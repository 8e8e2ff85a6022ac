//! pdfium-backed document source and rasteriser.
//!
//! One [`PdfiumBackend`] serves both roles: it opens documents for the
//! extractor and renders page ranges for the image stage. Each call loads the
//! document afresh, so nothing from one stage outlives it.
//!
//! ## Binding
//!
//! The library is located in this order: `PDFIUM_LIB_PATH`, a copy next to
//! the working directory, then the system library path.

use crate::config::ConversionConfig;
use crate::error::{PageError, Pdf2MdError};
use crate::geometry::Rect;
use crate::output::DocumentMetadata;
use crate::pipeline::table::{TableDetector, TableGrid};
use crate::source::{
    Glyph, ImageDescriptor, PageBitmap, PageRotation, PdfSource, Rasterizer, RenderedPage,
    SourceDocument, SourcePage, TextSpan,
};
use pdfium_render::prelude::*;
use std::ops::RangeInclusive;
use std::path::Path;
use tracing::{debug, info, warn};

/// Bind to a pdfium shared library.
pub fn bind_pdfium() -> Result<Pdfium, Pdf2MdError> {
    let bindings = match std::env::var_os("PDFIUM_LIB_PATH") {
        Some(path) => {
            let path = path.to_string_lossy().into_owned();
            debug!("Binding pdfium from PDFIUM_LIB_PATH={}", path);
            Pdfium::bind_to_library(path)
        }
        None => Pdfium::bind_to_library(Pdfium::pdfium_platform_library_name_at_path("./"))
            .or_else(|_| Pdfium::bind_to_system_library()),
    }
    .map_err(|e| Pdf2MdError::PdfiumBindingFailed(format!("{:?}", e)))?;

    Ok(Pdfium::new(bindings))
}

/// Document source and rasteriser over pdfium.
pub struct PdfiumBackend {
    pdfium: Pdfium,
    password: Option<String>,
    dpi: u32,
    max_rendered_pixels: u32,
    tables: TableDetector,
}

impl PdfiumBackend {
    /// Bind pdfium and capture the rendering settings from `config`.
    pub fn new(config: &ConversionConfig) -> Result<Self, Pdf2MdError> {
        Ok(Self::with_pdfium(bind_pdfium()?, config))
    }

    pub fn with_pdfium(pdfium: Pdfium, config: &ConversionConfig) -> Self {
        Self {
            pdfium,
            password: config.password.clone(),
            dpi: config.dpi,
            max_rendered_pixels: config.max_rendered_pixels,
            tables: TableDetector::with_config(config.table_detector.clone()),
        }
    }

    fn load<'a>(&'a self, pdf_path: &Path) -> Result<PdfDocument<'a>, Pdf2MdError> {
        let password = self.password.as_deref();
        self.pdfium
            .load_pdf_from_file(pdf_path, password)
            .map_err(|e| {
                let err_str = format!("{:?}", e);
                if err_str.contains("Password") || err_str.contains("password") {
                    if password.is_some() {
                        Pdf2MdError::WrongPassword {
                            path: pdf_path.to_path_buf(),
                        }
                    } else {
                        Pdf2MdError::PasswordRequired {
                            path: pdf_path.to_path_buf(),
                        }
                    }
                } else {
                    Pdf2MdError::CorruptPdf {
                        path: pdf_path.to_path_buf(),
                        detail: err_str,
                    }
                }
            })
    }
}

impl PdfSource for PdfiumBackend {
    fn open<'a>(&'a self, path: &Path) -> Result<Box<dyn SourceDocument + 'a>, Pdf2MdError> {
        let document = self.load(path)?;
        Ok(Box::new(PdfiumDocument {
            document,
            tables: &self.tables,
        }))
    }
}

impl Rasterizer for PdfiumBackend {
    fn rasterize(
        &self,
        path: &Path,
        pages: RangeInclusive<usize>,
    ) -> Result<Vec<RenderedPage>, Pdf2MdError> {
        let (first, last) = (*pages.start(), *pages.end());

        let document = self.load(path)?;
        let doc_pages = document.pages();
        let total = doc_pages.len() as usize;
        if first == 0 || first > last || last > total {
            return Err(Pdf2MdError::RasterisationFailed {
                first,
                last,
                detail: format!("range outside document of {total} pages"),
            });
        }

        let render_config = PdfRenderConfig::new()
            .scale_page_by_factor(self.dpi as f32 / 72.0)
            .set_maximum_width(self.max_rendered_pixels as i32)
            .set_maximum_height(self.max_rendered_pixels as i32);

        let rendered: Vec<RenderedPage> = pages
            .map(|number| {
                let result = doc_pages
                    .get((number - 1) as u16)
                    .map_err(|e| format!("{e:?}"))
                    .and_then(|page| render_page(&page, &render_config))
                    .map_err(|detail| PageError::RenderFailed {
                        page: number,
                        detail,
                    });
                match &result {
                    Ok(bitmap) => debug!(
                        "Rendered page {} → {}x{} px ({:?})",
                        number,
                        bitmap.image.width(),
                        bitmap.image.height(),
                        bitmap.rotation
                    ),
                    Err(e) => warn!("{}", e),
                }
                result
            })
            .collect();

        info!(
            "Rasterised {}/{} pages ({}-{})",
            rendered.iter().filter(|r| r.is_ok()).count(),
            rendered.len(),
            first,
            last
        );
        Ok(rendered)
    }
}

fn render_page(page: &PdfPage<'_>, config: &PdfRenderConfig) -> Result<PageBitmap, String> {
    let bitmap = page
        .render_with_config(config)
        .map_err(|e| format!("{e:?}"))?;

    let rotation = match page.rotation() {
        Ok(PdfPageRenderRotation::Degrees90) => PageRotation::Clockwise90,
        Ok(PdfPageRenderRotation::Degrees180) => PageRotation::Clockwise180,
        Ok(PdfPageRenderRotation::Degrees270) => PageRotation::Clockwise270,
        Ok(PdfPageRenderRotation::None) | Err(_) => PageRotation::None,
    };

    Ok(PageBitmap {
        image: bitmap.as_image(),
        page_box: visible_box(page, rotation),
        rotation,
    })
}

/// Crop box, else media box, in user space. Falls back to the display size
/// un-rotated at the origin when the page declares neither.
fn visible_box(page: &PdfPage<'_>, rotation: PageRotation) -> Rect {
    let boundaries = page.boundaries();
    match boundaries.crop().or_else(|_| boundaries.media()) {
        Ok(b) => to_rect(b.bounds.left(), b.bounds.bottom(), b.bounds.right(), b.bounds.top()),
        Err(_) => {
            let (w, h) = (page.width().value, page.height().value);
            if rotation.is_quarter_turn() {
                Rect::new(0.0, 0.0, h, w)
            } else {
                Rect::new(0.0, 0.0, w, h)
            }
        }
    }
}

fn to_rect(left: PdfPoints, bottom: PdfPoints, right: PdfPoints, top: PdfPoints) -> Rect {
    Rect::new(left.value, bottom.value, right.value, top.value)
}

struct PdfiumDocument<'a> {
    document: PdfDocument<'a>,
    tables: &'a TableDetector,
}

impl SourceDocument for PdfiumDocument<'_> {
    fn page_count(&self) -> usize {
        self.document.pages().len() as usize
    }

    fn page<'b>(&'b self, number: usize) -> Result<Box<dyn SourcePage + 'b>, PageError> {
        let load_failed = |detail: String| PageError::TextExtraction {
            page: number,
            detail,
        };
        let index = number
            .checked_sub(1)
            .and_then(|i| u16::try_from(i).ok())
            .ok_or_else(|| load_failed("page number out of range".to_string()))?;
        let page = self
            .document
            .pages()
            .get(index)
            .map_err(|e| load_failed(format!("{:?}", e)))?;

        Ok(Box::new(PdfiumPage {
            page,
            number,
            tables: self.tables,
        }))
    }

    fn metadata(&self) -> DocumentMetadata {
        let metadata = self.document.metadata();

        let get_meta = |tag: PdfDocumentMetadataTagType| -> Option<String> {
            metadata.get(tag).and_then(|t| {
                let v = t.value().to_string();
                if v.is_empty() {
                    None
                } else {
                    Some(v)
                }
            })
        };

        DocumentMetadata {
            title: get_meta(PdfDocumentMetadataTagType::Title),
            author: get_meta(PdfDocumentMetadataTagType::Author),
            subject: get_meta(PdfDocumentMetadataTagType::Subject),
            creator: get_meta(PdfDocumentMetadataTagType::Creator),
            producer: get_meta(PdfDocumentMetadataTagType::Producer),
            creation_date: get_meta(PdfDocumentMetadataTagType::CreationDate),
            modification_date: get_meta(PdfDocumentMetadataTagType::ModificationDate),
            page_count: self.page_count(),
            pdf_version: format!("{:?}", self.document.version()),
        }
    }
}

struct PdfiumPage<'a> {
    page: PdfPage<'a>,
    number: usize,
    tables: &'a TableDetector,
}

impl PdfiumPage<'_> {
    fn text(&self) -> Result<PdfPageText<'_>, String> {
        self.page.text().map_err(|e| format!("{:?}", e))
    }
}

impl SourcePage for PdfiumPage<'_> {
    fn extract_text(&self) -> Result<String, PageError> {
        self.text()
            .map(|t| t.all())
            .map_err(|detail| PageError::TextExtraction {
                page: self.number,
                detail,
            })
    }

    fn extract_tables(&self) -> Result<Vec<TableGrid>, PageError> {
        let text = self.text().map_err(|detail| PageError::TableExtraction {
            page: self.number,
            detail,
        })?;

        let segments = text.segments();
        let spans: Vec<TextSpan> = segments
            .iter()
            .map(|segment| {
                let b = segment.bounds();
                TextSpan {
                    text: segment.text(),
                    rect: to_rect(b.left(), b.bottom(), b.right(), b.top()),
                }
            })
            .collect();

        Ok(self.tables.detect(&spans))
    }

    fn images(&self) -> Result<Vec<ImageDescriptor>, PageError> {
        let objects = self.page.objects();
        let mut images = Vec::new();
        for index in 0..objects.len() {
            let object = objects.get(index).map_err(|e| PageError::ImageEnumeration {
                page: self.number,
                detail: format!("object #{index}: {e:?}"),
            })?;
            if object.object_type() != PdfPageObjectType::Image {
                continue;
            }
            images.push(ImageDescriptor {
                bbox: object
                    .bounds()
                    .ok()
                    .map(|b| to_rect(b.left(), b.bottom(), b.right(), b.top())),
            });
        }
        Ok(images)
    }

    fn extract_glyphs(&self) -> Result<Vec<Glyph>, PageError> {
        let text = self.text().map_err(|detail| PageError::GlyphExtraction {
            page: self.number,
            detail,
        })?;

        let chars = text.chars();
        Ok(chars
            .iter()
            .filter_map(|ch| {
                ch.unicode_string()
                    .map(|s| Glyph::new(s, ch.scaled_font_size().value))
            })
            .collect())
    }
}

- **TASK BRIEF**:
Across the listing above, report every line where "PdfRenderConfig" occurs.

- **EXERCISE ANSWER**:
        let render_config = PdfRenderConfig::new()
fn render_page(page: &PdfPage<'_>, config: &PdfRenderConfig) -> Result<PageBitmap, String> {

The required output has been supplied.